◆ Exercise brief
All records should be written out again exactly.

◆ Data excerpts
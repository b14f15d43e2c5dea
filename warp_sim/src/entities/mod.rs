//! Built-in entity kinds.

pub mod mothership;
pub mod probe;

pub use mothership::Mothership;
pub use probe::Probe;

use crate::error::SimError;
use tracing::debug;
use warp_core::{EntityId, EntityRegistry, Owner, Position, Universe};

/// Registers every built-in kind with `registry`.
pub fn register_builtin_kinds(registry: &mut EntityRegistry) {
    registry.register(mothership::KIND, |id, owner| {
        Box::new(Mothership::new(id, owner))
    });
    registry.register(probe::KIND, |id, owner| Box::new(Probe::new(id, owner)));
    debug!("Registered built-in kinds: {:?}", registry.kinds());
}

/// Live entity `id` downcast to its concrete kind.
pub fn concrete_mut<'a, T: 'static>(
    universe: &'a mut Universe,
    id: EntityId,
    expected: &'static str,
) -> Result<&'a mut T, SimError> {
    universe
        .entity_mut(id)
        .and_then(|e| e.as_any_mut().downcast_mut::<T>())
        .ok_or(SimError::KindMismatch { id, expected })
}

/// Spawns a probe with the given kinematics.
pub fn spawn_probe(
    universe: &mut Universe,
    owner: Owner,
    position: Position,
    velocity: Position,
    lifetime: Option<u64>,
) -> Result<EntityId, SimError> {
    let id = universe.spawn(probe::KIND, owner)?;
    let spawned = concrete_mut::<Probe>(universe, id, probe::KIND)?;
    spawned.position = position;
    spawned.velocity = velocity;
    spawned.lifetime = lifetime;
    Ok(id)
}

/// Spawns a stationary mothership at `position`.
pub fn spawn_mothership(
    universe: &mut Universe,
    owner: Owner,
    position: Position,
) -> Result<EntityId, SimError> {
    let id = universe.spawn(mothership::KIND, owner)?;
    concrete_mut::<Mothership>(universe, id, mothership::KIND)?.position = position;
    Ok(id)
}

#[cfg(test)]
mod tests {
    use super::*;
    use warp_core::UniverseConfig;

    #[test]
    fn test_builtin_kinds() {
        let mut registry = EntityRegistry::new();
        register_builtin_kinds(&mut registry);
        assert_eq!(registry.kinds(), vec!["mothership", "probe"]);
    }

    #[test]
    fn test_spawn_helpers() {
        let mut universe = Universe::new(UniverseConfig::default()).unwrap();
        register_builtin_kinds(universe.registry_mut());

        let ship = spawn_mothership(&mut universe, Owner::Enemy, Position::new(1.0, 1.0)).unwrap();
        let scout = spawn_probe(
            &mut universe,
            Owner::Player,
            Position::new(-1.0, 0.0),
            Position::new(0.0, 1.0),
            None,
        )
        .unwrap();

        assert_eq!(universe.entity(ship).unwrap().kind(), "mothership");
        assert_eq!(universe.entity(scout).unwrap().position(), Position::new(-1.0, 0.0));

        let mismatch = concrete_mut::<Probe>(&mut universe, ship, probe::KIND);
        assert!(matches!(mismatch, Err(SimError::KindMismatch { .. })));
    }
}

◆ Exercise response
repository b14f15d43e2c5dea
filename warp_sim/src/entities/mod.rs
//! Built-in entity kinds.

pub mod mothership;
pub mod probe;

pub use mothership::Mothership;
pub use probe::Probe;

use crate::error::SimError;
use tracing::debug;
use warp_core::{EntityId, EntityRegistry, Owner, Position, Universe};

/// Registers every built-in kind with `registry`.
pub fn register_builtin_kinds(registry: &mut EntityRegistry) {
    registry.register(mothership::KIND, |id, owner| {
        Box::new(Mothership::new(id, owner))
    });
    registry.register(probe::KIND, |id, owner| Box::new(Probe::new(id, owner)));
    debug!("Registered built-in kinds: {:?}", registry.kinds());
}

/// Live entity `id` downcast to its concrete kind.
pub fn concrete_mut<'a, T: 'static>(
    universe: &'a mut Universe,
    id: EntityId,
    expected: &'static str,
) -> Result<&'a mut T, SimError> {
    universe
        .entity_mut(id)
        .and_then(|e| e.as_any_mut().downcast_mut::<T>())
        .ok_or(SimError::KindMismatch { id, expected })
}

/// Spawns a probe with the given kinematics.
pub fn spawn_probe(
    universe: &mut Universe,
    owner: Owner,
    position: Position,
    velocity: Position,
    lifetime: Option<u64>,
) -> Result<EntityId, SimError> {
    let id = universe.spawn(probe::KIND, owner)?;
    let spawned = concrete_mut::<Probe>(universe, id, probe::KIND)?;
    spawned.position = position;
    spawned.velocity = velocity;
    spawned.lifetime = lifetime;
    Ok(id)
}

/// Spawns a stationary mothership at `position`.
pub fn spawn_mothership(
    universe: &mut Universe,
    owner: Owner,
    position: Position,
) -> Result<EntityId, SimError> {
    let id = universe.spawn(mothership::KIND, owner)?;
    concrete_mut::<Mothership>(universe, id, mothership::KIND)?.position = position;
    Ok(id)
}

#[cfg(test)]
mod tests {
    use super::*;
    use warp_core::UniverseConfig;

    #[test]
    fn test_builtin_kinds() {
        let mut registry = EntityRegistry::new();
        register_builtin_kinds(&mut registry);
        assert_eq!(registry.kinds(), vec!["mothership", "probe"]);
    }

    #[test]
    fn test_spawn_helpers() {
        let mut universe = Universe::new(UniverseConfig::default()).unwrap();
        register_builtin_kinds(universe.registry_mut());

        let ship = spawn_mothership(&mut universe, Owner::Enemy, Position::new(1.0, 1.0)).unwrap();
        let scout = spawn_probe(
            &mut universe,
            Owner::Player,
            Position::new(-1.0, 0.0),
            Position::new(0.0, 1.0),
            None,
        )
        .unwrap();

        assert_eq!(universe.entity(ship).unwrap().kind(), "mothership");
        assert_eq!(universe.entity(scout).unwrap().position(), Position::new(-1.0, 0.0));

        let mismatch = concrete_mut::<Probe>(&mut universe, ship, probe::KIND);
        assert!(matches!(mismatch, Err(SimError::KindMismatch { .. })));
    }
}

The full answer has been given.